[Records from a data collection]
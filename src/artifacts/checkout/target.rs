use crate::errors::{VcError, VcResult};

/// The four mutually exclusive checkout modes
#[derive(Debug, Clone, PartialEq, Eq)]
pub enum CheckoutTarget {
    /// `-b <branch>`: create a branch at HEAD and switch to it
    NewBranch(String),
    /// `--<file>`: restore one file from HEAD
    FileFromHead(String),
    /// `-c <commit> --<file>`: restore one file from a historical commit
    FileFromCommit { commit: String, file: String },
    /// `<branch>`: switch to an existing branch
    Branch(String),
}

impl CheckoutTarget {
    /// Parse raw checkout arguments
    ///
    /// A file may be given glued to its dashes (`--a.txt`) or as a separate
    /// argument after `--`.
    pub fn try_parse<S: AsRef<str>>(args: &[S]) -> VcResult<Self> {
        let args = args.iter().map(|arg| arg.as_ref()).collect::<Vec<&str>>();

        match args.as_slice() {
            ["-b", branch] => Ok(Self::NewBranch(branch.to_string())),
            ["-c", commit, rest @ ..] => Ok(Self::FileFromCommit {
                commit: commit.to_string(),
                file: Self::parse_file(rest)?,
            }),
            [first, ..] if first.starts_with("--") => Ok(Self::FileFromHead(Self::parse_file(&args)?)),
            [branch] if !branch.starts_with('-') => Ok(Self::Branch(branch.to_string())),
            _ => Err(VcError::InvalidCheckout(args.join(" "))),
        }
    }

    fn parse_file(args: &[&str]) -> VcResult<String> {
        match args {
            ["--", file] if !file.is_empty() => Ok(file.to_string()),
            [glued] if glued.len() > 2 && glued.starts_with("--") => {
                Ok(glued.trim_start_matches("--").to_string())
            }
            _ => Err(VcError::InvalidCheckout(format!(
                "expected --<file>, got '{}'",
                args.join(" ")
            ))),
        }
    }
}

[YOUR INSTRUCTIONS] Please output an exact copy of the lines above, from the opening line of the data down to the line that contains "[branch] if !branch.starts_with('-')".

[WORKED SOLUTION]
filename src/artifacts/checkout/target.rs
use crate::errors::{VcError, VcResult};

/// The four mutually exclusive checkout modes
#[derive(Debug, Clone, PartialEq, Eq)]
pub enum CheckoutTarget {
    /// `-b <branch>`: create a branch at HEAD and switch to it
    NewBranch(String),
    /// `--<file>`: restore one file from HEAD
    FileFromHead(String),
    /// `-c <commit> --<file>`: restore one file from a historical commit
    FileFromCommit { commit: String, file: String },
    /// `<branch>`: switch to an existing branch
    Branch(String),
}

impl CheckoutTarget {
    /// Parse raw checkout arguments
    ///
    /// A file may be given glued to its dashes (`--a.txt`) or as a separate
    /// argument after `--`.
    pub fn try_parse<S: AsRef<str>>(args: &[S]) -> VcResult<Self> {
        let args = args.iter().map(|arg| arg.as_ref()).collect::<Vec<&str>>();

        match args.as_slice() {
            ["-b", branch] => Ok(Self::NewBranch(branch.to_string())),
            ["-c", commit, rest @ ..] => Ok(Self::FileFromCommit {
                commit: commit.to_string(),
                file: Self::parse_file(rest)?,
            }),
            [first, ..] if first.starts_with("--") => Ok(Self::FileFromHead(Self::parse_file(&args)?)),
            [branch] if !branch.starts_with('-') => Ok(Self::Branch(branch.to_string())),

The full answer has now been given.